THE MICROSCOPE
The microscope is a basic tool of biology that you will use
throughout the course. In this laboratory you will work with a Bausch &
Lomb compound microscope. In order to derive the maximum benefit
from this microscope, you should learn the names and functions of the
various parts.
Parts of the microscope
1. Base: The base supports the other parts.
2. Arm: The C- or L-shaped arm supports the stage and body-tube.

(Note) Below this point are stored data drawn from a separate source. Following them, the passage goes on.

use crate::convert::format::PixelFormat;
use crate::convert::{gamma, line_pixels, read_f32, read_u16, write_f32, write_u16};
use crate::foundation::error::{ScaleError, ScaleResult};
use crate::foundation::math::unit_to_byte;
use crate::simd::{Lanes, SimdLevel, with_lanes};

/// Per-pixel conversion between two formats.
#[derive(Clone, Copy, Debug, PartialEq, Eq)]
pub enum Conversion {
    /// Identical formats.
    Copy,
    /// 8-bit to float; `linear` decodes the sRGB curve on color channels.
    ByteToFloat {
        /// Decode to linear light.
        linear: bool,
    },
    /// Float to 8-bit; `linear` encodes the sRGB curve on color channels.
    FloatToByte {
        /// Source is linear light.
        linear: bool,
    },
    /// Companded 8-bit to linear UQ15.
    ByteToUq15,
    /// Linear UQ15 to companded 8-bit.
    Uq15ToByte,
    /// Straight to premultiplied alpha, 8-bit or float.
    Premultiply,
    /// Premultiplied to straight alpha, 8-bit or float.
    Unpremultiply,
}

impl Conversion {
    /// Resolve the conversion between `from` and `to`.
    pub fn resolve(from: PixelFormat, to: PixelFormat) -> ScaleResult<Self> {
        use PixelFormat as F;
        if from == to {
            return Ok(Self::Copy);
        }
        let conv = match (from, to) {
            (F::Grey8, F::Grey32Float)
            | (F::Bgr24, F::Bgr96Float)
            | (F::Bgrx32, F::Bgrx128Float)
            | (F::Bgra32, F::Bgra128Float)
            | (F::Pbgra32, F::Pbgra128Float) => Self::ByteToFloat { linear: false },
            (F::Grey8, F::Grey32LinearFloat)
            | (F::Bgr24, F::Bgr96LinearFloat)
            | (F::Bgrx32, F::Bgrx128LinearFloat) => Self::ByteToFloat { linear: true },
            (F::Grey32Float, F::Grey8)
            | (F::Bgr96Float, F::Bgr24)
            | (F::Bgrx128Float, F::Bgrx32)
            | (F::Bgra128Float, F::Bgra32)
            | (F::Pbgra128Float, F::Pbgra32) => Self::FloatToByte { linear: false },
            (F::Grey32LinearFloat, F::Grey8)
            | (F::Bgr96LinearFloat, F::Bgr24)
            | (F::Bgrx128LinearFloat, F::Bgrx32) => Self::FloatToByte { linear: true },
            (F::Grey8, F::Grey16LinearUq15) | (F::Bgr24, F::Bgr48LinearUq15) => Self::ByteToUq15,
            (F::Grey16LinearUq15, F::Grey8) | (F::Bgr48LinearUq15, F::Bgr24) => Self::Uq15ToByte,
            (F::Bgra32, F::Pbgra32) | (F::Bgra128Float, F::Pbgra128Float) => Self::Premultiply,
            (F::Pbgra32, F::Bgra32) | (F::Pbgra128Float, F::Bgra128Float) => Self::Unpremultiply,
            _ => {
                return Err(ScaleError::unsupported_format(format!(
                    "no conversion from {from} to {to}"
                )));
            }
        };
        Ok(conv)
    }
}

/// Bit-depth, transfer-function and alpha conversion over whole lines.
#[derive(Clone, Copy, Debug)]
pub struct FormatConverter {
    from: PixelFormat,
    to: PixelFormat,
    conversion: Conversion,
    level: SimdLevel,
}

impl FormatConverter {
    /// Converter between two formats, using the detected vector width.
    pub fn new(from: PixelFormat, to: PixelFormat) -> ScaleResult<Self> {
        Ok(Self {
            from,
            to,
            conversion: Conversion::resolve(from, to)?,
            level: SimdLevel::detect(),
        })
    }

    /// Pin the vector width.
    pub fn with_level(mut self, level: SimdLevel) -> Self {
        self.level = level;
        self
    }

    /// Resolved conversion kind.
    pub fn conversion(&self) -> Conversion {
        self.conversion
    }

    /// Convert every whole pixel of `input` into `output`.
    pub fn convert_line(&self, input: &[u8], output: &mut [u8]) -> ScaleResult<()> {
        let n = line_pixels(
            input,
            self.from.bytes_per_pixel(),
            output,
            self.to.bytes_per_pixel(),
        )?;
        let channels = self.from.channels();
        let alpha = channels == 4;
        let input = &input[..n * self.from.bytes_per_pixel()];
        let output = &mut output[..n * self.to.bytes_per_pixel()];

        match self.conversion {
            Conversion::Copy => output.copy_from_slice(input),
            Conversion::ByteToFloat { linear } => {
                for (i, (&v, out)) in input.iter().zip(output.chunks_exact_mut(4)).enumerate() {
                    let is_alpha = alpha && i % 4 == 3;
                    let f = if linear && !is_alpha {
                        gamma::byte_to_linear(v)
                    } else {
                        f32::from(v) / 255.0
                    };
                    write_f32(out, f);
                }
            }
            Conversion::FloatToByte { linear } => {
                for (i, (px, out)) in input.chunks_exact(4).zip(output.iter_mut()).enumerate() {
                    let is_alpha = alpha && i % 4 == 3;
                    let f = read_f32(px);
                    let f = if linear && !is_alpha {
                        gamma::linear_to_srgb(f.max(0.0))
                    } else {
                        f
                    };
                    *out = unit_to_byte(f);
                }
            }
            Conversion::ByteToUq15 => {
                for (&v, out) in input.iter().zip(output.chunks_exact_mut(2)) {
                    write_u16(out, gamma::byte_to_uq15(v));
                }
            }
            Conversion::Uq15ToByte => {
                for (px, out) in input.chunks_exact(2).zip(output.iter_mut()) {
                    *out = gamma::uq15_to_byte(read_u16(px));
                }
            }
            Conversion::Premultiply | Conversion::Unpremultiply => {
                let unpremultiply = self.conversion == Conversion::Unpremultiply;
                if self.from.bytes_per_pixel() == 4 {
                    alpha_byte(input, output, unpremultiply);
                } else {
                    with_lanes!(self.level, L => alpha_float::<L>(input, output, unpremultiply))
                }
            }
        }
        Ok(())
    }
}

fn alpha_byte(input: &[u8], output: &mut [u8], unpremultiply: bool) {
    for (src, dst) in input.chunks_exact(4).zip(output.chunks_exact_mut(4)) {
        let a = u32::from(src[3]);
        for (c, o) in src[..3].iter().zip(dst.iter_mut()) {
            let c = u32::from(*c);
            *o = match (unpremultiply, a) {
                (false, _) => (c * a + 127) / 255,
                (true, 0) => 0,
                (true, _) => ((c * 255 + a / 2) / a).min(255),
            } as u8;
        }
        dst[3] = src[3];
    }
}

// Lane mask selecting the alpha slot of each 4-channel pixel.
fn alpha_mask<L: Lanes>() -> L {
    let mut slots = [0.0f32; 8];
    for s in slots.iter_mut().skip(3).step_by(4) {
        *s = 1.0;
    }
    L::load(&slots).eq_mask(L::splat(1.0))
}

fn alpha_float<L: Lanes>(input: &[u8], output: &mut [u8], unpremultiply: bool) {
    let lanes = L::LANES;
    let floats = input.len() / 4;
    let mask = alpha_mask::<L>();
    let zero = L::splat(0.0);
    let one = L::splat(1.0);

    let mut px = [0.0f32; 8];
    let mut a = [0.0f32; 8];
    let mut i = 0;
    while i + lanes <= floats {
        for k in 0..lanes {
            px[k] = read_f32(&input[(i + k) * 4..]);
        }
        for k in 0..lanes {
            a[k] = px[k - k % 4 + 3];
        }
        let v = L::load(&px);
        let av = L::load(&a);
        let factor = if unpremultiply {
            L::blend(av.eq_mask(zero), zero, one / av)
        } else {
            av
        };
        L::blend(mask, v, v * factor).store(&mut px);
        for (k, &f) in px[..lanes].iter().enumerate() {
            write_f32(&mut output[(i + k) * 4..], f);
        }
        i += lanes;
    }

    for p in i / 4..floats / 4 {
        let base = p * 16;
        let alpha = read_f32(&input[base + 12..]);
        let factor = if !unpremultiply {
            alpha
        } else if alpha == 0.0 {
            0.0
        } else {
            1.0 / alpha
        };
        for c in 0..3 {
            let off = base + c * 4;
            write_f32(&mut output[off..], read_f32(&input[off..]) * factor);
        }
        write_f32(&mut output[base + 12..], alpha);
    }
}

/// Matte color as companded 8-bit BGR.
#[derive(Clone, Copy, Debug, Default, PartialEq, Eq, serde::Serialize, serde::Deserialize)]
pub struct MatteColor {
    /// Blue.
    pub b: u8,
    /// Green.
    pub g: u8,
    /// Red.
    pub r: u8,
}

/// Opaque format produced by flattening `format` over a matte.
pub fn matte_output_format(format: PixelFormat) -> ScaleResult<PixelFormat> {
    match format {
        PixelFormat::Bgra32 => Ok(PixelFormat::Bgrx32),
        PixelFormat::Bgra128Float => Ok(PixelFormat::Bgrx128Float),
        other => Err(ScaleError::unsupported_format(format!(
            "matte requires straight alpha input, got {other}"
        ))),
    }
}

/// Flatten straight-alpha pixels over `matte` in place; alpha becomes opaque.
pub fn matte_line(
    level: SimdLevel,
    format: PixelFormat,
    line: &mut [u8],
    matte: MatteColor,
) -> ScaleResult<()> {
    matte_output_format(format)?;
    match format {
        PixelFormat::Bgra32 => {
            let m = [matte.b, matte.g, matte.r];
            for px in line.chunks_exact_mut(4) {
                let a = u32::from(px[3]);
                for (c, &mc) in px[..3].iter_mut().zip(&m) {
                    *c = ((u32::from(*c) * a + u32::from(mc) * (255 - a) + 127) / 255) as u8;
                }
                px[3] = 255;
            }
        }
        _ => with_lanes!(level, L => matte_float::<L>(line, matte)),
    }
    Ok(())
}

fn matte_float<L: Lanes>(line: &mut [u8], matte: MatteColor) {
    let lanes = L::LANES;
    let floats = line.len() / 16 * 4;
    let mvals = [
        f32::from(matte.b) / 255.0,
        f32::from(matte.g) / 255.0,
        f32::from(matte.r) / 255.0,
        1.0,
    ];
    let mut m = [0.0f32; 8];
    for (k, v) in m.iter_mut().enumerate() {
        *v = mvals[k % 4];
    }
    let mv = L::load(&m);
    let one = L::splat(1.0);
    let mask = alpha_mask::<L>();

    let mut px = [0.0f32; 8];
    let mut a = [0.0f32; 8];
    let mut i = 0;
    while i + lanes <= floats {
        for k in 0..lanes {
            px[k] = read_f32(&line[(i + k) * 4..]);
        }
        for k in 0..lanes {
            a[k] = px[k - k % 4 + 3];
        }
        let v = L::lerp(mv, L::load(&px), L::load(&a));
        L::blend(mask, one, v).store(&mut px);
        for (k, &f) in px[..lanes].iter().enumerate() {
            write_f32(&mut line[(i + k) * 4..], f);
        }
        i += lanes;
    }

    for p in i / 4..floats / 4 {
        let base = p * 16;
        let alpha = read_f32(&line[base + 12..]);
        for (c, &mc) in mvals[..3].iter().enumerate() {
            let off = base + c * 4;
            let v = read_f32(&line[off..]);
            write_f32(&mut line[off..], mc + (v - mc) * alpha);
        }
        write_f32(&mut line[base + 12..], 1.0);
    }
}

#[cfg(test)]
#[path = "../../tests/unit/convert/format_converter.rs"]
mod tests;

3. Stage: The stage is the horizontal platform which supports the
object, usually a slide, to be examined. The slide may be held in place
by the clips on the stage, or the clips may be removed.
4. Body-tube: The body-tube bears the lenses of the microscope - the
eyepiece or ocular lens at the top, and the objective lens just above the
stage.
5. Eyepiece: The eyepiece or ocular lens generally magnifies the
image 10 times. It may contain a pointer that can be moved by rotating
the eyepiece.
6. Nosepiece: The nosepiece bears the objective lenses. To position
an objective lens above a specimen, rotate the nosepiece until the lens
clicks into position.
7. Objective lenses: Most of the microscopes bear three objective
lenses: scanning (3.5x), low power (10x), and high power (43x). The
magnification is marked on the metal lens housing. Note: the higher the
magnification, the larger the objective lens.
In order to calculate the total magnification of an object viewed
through the microscope, multiply the eyepiece magnification times
the objective lens magnification. As an example, if a cell is viewed
through the low power (10x) objective, and the microscope has a
10x eyepiece, the total magnification of the cell is 10 x 10 = 100x.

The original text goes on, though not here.